▶ YOUR ASSIGNMENT
From the data below, set down exactly the lines between the one holding "pub const ZERO: Self = Self([0u8; ADDRESS_LEN]);" and the one holding "let mut bytes = [0u8; ADDRESS_LEN];", inclusive, and no others.

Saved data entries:
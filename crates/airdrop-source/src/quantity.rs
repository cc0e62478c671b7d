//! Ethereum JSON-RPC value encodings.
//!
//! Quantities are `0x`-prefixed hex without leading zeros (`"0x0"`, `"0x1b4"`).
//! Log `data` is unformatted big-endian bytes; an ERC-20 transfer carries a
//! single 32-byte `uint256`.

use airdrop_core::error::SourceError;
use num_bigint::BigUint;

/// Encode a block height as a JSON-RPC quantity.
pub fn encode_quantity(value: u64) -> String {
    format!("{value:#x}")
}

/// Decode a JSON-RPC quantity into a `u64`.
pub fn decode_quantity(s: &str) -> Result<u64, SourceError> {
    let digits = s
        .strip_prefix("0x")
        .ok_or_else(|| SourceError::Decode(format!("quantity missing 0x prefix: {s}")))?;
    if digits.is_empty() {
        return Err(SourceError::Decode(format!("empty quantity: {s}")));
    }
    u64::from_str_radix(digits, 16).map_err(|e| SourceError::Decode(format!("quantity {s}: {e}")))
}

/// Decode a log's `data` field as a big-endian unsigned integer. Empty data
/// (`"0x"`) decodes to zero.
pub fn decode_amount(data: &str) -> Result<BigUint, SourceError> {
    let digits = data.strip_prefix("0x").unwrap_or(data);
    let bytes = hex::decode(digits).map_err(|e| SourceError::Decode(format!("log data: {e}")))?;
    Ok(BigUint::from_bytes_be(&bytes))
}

==

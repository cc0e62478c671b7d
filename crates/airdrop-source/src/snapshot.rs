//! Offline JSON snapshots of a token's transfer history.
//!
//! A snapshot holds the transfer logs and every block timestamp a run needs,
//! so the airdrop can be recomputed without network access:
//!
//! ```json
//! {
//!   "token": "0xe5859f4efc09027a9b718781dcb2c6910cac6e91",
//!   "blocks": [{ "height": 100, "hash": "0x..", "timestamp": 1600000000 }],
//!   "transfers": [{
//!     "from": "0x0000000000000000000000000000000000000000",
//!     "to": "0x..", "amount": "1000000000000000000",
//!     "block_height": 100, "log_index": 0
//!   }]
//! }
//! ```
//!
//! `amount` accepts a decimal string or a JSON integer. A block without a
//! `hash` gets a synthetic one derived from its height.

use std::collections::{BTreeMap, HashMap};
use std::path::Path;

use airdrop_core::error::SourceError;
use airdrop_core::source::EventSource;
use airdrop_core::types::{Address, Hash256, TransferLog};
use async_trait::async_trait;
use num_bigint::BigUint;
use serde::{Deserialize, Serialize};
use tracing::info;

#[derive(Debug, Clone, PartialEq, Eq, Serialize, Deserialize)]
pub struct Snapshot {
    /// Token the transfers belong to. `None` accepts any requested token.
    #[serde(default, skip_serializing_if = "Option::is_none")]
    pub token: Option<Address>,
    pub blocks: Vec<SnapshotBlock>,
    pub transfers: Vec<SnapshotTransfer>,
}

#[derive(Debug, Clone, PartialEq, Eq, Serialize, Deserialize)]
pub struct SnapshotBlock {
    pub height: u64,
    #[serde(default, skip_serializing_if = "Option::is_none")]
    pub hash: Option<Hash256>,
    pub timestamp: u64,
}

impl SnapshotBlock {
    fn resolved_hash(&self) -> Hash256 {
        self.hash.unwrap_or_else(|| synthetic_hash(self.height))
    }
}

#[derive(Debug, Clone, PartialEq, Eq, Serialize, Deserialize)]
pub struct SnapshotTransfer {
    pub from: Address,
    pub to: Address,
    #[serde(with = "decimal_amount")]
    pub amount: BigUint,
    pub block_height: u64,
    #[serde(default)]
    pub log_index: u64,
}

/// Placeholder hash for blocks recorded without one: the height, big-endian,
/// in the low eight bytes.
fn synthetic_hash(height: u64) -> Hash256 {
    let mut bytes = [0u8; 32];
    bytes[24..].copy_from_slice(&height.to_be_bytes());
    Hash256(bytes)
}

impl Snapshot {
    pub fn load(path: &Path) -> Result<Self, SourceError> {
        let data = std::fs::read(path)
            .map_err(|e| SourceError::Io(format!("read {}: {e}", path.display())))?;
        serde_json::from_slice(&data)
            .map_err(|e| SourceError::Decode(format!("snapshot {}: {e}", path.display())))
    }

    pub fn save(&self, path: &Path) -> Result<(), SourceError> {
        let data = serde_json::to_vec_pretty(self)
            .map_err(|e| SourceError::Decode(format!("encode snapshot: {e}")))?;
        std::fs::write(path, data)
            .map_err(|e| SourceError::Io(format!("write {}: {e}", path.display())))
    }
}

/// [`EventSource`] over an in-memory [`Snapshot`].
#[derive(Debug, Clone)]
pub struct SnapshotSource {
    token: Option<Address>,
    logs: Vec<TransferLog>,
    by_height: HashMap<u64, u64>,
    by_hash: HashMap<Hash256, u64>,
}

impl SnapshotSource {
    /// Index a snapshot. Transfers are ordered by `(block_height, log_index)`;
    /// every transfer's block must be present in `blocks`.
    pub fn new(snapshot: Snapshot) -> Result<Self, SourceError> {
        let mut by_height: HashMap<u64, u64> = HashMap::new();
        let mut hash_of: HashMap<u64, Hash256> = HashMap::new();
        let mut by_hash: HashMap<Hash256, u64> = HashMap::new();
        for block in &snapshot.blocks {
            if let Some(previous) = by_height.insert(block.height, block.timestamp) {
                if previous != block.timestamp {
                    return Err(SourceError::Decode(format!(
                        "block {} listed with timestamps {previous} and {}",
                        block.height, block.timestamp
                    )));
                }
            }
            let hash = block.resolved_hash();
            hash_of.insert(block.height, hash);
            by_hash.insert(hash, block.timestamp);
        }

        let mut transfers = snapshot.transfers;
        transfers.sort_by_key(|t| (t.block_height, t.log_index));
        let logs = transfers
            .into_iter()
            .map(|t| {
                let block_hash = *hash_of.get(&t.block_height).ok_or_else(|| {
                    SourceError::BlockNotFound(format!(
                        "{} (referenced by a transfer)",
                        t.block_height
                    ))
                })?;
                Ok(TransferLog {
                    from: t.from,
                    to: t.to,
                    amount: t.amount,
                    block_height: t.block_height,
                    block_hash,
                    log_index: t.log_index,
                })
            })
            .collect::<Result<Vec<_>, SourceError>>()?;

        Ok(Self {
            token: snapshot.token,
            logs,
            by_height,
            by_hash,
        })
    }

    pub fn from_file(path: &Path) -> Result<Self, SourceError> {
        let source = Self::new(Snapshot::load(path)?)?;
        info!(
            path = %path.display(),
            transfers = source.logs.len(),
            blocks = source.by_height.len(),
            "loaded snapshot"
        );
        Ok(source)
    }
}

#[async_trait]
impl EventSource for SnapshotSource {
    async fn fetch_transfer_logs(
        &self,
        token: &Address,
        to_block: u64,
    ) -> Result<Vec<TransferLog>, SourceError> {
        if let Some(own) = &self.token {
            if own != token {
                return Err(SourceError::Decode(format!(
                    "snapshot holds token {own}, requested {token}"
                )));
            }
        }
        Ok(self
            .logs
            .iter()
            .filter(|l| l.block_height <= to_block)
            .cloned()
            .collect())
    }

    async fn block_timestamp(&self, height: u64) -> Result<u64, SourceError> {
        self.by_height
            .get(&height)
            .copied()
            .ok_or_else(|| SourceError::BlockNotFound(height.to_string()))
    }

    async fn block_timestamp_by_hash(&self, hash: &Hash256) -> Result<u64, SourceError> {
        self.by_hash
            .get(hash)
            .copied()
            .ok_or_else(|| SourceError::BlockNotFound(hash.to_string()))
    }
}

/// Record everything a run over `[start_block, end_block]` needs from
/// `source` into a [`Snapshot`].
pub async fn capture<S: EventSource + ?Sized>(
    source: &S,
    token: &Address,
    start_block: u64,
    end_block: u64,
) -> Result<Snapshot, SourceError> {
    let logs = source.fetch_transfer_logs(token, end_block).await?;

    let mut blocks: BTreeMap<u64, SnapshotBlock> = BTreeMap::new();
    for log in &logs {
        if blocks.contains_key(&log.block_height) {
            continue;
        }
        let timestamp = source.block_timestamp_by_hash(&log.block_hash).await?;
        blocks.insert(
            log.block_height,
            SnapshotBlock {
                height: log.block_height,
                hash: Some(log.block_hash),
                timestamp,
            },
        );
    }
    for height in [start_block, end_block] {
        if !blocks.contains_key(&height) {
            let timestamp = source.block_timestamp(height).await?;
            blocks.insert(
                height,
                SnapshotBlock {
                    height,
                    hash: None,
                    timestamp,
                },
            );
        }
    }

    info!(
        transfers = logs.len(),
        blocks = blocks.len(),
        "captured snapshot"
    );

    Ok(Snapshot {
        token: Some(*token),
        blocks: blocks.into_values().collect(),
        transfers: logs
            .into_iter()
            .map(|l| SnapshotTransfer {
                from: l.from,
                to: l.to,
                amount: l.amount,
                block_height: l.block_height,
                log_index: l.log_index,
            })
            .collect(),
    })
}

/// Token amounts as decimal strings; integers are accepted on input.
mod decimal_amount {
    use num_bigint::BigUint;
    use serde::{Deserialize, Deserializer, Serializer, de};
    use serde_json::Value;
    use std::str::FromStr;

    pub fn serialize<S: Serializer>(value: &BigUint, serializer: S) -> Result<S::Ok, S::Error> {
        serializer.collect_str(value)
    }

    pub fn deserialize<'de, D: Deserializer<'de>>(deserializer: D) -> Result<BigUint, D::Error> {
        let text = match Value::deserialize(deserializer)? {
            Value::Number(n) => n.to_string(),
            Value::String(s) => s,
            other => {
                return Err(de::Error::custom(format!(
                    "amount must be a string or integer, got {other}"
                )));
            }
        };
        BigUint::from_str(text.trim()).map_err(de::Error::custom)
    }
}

...

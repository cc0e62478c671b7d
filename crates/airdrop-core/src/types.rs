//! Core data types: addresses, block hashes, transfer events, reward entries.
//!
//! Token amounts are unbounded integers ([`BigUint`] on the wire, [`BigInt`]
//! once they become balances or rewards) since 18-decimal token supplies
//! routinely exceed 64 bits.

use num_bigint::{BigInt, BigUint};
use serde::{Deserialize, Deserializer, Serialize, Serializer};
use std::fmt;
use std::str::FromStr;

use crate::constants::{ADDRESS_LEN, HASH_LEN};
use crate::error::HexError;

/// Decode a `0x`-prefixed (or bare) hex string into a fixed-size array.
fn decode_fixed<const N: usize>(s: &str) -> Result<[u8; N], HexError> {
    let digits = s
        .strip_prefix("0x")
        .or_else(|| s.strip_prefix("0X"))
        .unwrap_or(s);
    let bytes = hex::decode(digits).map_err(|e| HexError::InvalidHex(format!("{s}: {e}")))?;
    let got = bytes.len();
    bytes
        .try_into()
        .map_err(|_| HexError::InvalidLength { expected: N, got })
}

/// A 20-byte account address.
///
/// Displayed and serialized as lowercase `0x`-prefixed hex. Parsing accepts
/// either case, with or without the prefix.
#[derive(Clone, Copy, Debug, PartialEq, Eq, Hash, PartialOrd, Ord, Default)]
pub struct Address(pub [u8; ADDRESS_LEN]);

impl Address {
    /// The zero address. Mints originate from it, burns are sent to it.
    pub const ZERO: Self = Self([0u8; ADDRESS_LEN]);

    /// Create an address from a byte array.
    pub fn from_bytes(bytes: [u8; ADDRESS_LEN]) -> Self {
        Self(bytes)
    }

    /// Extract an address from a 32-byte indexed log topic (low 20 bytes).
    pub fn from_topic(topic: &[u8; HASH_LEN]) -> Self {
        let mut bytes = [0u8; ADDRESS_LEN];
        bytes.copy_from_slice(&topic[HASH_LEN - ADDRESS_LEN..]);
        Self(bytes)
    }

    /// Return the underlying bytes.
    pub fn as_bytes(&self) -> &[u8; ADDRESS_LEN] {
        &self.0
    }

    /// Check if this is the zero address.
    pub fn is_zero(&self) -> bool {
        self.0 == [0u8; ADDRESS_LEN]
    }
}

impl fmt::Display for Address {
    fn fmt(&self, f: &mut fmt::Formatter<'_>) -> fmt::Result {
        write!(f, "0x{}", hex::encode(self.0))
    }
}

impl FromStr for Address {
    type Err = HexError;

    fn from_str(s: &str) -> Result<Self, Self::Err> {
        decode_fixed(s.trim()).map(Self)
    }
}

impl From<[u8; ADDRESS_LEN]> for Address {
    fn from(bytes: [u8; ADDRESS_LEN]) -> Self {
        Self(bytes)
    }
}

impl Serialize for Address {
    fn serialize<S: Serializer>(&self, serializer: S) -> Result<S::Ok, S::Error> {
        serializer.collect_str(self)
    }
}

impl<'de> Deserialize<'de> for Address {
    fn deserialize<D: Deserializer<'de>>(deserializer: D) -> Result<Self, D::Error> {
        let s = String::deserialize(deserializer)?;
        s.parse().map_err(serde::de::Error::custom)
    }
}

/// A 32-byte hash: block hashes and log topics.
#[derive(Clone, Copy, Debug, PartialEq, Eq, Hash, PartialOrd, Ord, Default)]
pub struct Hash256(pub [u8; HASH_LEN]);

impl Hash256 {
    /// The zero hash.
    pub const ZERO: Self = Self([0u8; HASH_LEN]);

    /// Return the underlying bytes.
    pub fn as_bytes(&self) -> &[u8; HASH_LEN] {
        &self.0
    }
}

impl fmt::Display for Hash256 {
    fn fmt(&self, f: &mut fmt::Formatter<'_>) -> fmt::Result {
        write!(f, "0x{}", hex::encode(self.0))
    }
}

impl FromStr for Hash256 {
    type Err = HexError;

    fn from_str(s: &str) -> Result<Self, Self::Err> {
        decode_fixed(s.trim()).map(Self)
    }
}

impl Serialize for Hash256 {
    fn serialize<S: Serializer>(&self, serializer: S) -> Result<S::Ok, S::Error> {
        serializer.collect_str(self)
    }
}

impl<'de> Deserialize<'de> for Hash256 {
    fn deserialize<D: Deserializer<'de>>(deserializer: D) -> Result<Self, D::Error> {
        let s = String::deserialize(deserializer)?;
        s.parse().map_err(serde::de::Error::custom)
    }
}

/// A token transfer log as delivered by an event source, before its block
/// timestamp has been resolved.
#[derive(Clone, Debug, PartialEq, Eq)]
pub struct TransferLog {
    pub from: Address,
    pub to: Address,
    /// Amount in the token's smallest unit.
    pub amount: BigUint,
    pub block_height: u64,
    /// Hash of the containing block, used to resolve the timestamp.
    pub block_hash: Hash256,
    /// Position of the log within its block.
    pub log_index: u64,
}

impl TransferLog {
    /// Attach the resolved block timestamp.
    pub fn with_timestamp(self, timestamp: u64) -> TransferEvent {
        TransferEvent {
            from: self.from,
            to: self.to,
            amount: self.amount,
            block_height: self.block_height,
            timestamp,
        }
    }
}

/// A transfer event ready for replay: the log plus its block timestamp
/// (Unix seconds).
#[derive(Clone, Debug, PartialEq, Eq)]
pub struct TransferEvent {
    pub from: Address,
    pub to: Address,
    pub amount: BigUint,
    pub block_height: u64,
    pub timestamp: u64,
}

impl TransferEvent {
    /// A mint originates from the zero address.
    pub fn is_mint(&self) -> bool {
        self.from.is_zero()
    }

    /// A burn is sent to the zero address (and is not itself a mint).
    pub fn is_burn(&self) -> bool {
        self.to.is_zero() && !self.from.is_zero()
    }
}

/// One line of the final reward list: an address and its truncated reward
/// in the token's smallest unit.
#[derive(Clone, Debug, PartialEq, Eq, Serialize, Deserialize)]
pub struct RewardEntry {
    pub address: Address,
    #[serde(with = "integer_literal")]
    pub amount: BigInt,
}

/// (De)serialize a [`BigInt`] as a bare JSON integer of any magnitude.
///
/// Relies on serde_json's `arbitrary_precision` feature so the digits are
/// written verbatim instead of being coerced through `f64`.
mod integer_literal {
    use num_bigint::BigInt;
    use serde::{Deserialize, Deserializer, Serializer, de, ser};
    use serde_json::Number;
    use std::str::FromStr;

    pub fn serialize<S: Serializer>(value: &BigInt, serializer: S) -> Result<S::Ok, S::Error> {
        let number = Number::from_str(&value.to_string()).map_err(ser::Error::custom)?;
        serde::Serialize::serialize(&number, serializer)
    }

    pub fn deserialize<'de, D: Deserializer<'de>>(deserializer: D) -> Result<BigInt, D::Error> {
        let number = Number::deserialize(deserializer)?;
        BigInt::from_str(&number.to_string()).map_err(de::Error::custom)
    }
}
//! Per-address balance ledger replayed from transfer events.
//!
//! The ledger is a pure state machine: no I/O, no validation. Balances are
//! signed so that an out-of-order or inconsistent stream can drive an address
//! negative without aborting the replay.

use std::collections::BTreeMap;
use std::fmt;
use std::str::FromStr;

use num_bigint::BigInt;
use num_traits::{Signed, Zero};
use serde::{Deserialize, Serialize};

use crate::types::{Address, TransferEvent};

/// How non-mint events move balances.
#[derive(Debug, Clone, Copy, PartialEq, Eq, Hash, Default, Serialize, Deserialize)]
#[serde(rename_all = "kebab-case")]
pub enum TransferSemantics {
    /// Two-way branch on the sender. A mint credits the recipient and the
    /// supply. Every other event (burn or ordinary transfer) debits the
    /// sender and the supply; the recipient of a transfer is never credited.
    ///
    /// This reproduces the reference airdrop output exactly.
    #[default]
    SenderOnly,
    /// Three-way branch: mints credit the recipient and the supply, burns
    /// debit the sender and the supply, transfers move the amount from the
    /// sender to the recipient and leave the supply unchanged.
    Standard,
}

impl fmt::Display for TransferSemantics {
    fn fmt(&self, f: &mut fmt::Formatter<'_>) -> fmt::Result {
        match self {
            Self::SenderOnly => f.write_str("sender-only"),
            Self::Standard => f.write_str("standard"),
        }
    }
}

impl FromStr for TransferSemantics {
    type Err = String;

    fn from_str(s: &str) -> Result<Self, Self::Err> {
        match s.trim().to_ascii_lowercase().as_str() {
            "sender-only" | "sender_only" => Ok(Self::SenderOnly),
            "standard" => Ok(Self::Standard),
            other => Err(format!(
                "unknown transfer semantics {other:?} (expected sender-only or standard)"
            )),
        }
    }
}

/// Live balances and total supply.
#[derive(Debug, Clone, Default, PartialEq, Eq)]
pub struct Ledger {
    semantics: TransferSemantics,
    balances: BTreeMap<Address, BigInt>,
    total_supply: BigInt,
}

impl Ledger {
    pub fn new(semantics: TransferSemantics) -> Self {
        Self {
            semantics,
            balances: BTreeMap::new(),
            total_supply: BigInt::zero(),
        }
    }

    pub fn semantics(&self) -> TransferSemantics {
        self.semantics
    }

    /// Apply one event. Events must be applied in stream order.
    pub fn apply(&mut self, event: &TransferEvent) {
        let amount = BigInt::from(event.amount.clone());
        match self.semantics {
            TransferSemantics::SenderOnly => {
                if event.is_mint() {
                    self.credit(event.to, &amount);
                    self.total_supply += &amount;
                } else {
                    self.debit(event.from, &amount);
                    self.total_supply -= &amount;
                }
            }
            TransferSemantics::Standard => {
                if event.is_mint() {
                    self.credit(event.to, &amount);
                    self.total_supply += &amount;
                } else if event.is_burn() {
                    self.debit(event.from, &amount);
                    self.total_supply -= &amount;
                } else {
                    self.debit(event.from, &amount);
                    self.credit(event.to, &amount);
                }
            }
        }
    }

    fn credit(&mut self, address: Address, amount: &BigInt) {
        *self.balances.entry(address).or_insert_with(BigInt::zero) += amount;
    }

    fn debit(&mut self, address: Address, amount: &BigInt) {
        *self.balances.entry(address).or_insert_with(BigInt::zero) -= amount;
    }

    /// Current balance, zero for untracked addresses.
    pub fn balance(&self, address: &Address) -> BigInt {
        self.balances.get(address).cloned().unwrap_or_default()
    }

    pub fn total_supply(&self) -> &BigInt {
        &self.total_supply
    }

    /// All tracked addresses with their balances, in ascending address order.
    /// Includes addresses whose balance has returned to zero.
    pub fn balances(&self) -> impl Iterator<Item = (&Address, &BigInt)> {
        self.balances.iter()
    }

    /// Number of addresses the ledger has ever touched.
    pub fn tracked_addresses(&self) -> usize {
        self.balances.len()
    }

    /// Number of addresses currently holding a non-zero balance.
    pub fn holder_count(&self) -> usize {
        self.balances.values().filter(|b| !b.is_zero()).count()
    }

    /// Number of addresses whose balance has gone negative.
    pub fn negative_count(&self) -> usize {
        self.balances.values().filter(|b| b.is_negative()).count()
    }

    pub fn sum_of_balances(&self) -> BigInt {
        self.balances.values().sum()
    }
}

▶ SOLUTION
    pub const ZERO: Self = Self([0u8; ADDRESS_LEN]);

    /// Create an address from a byte array.
    pub fn from_bytes(bytes: [u8; ADDRESS_LEN]) -> Self {
        Self(bytes)
    }

    /// Extract an address from a 32-byte indexed log topic (low 20 bytes).
    pub fn from_topic(topic: &[u8; HASH_LEN]) -> Self {
        let mut bytes = [0u8; ADDRESS_LEN];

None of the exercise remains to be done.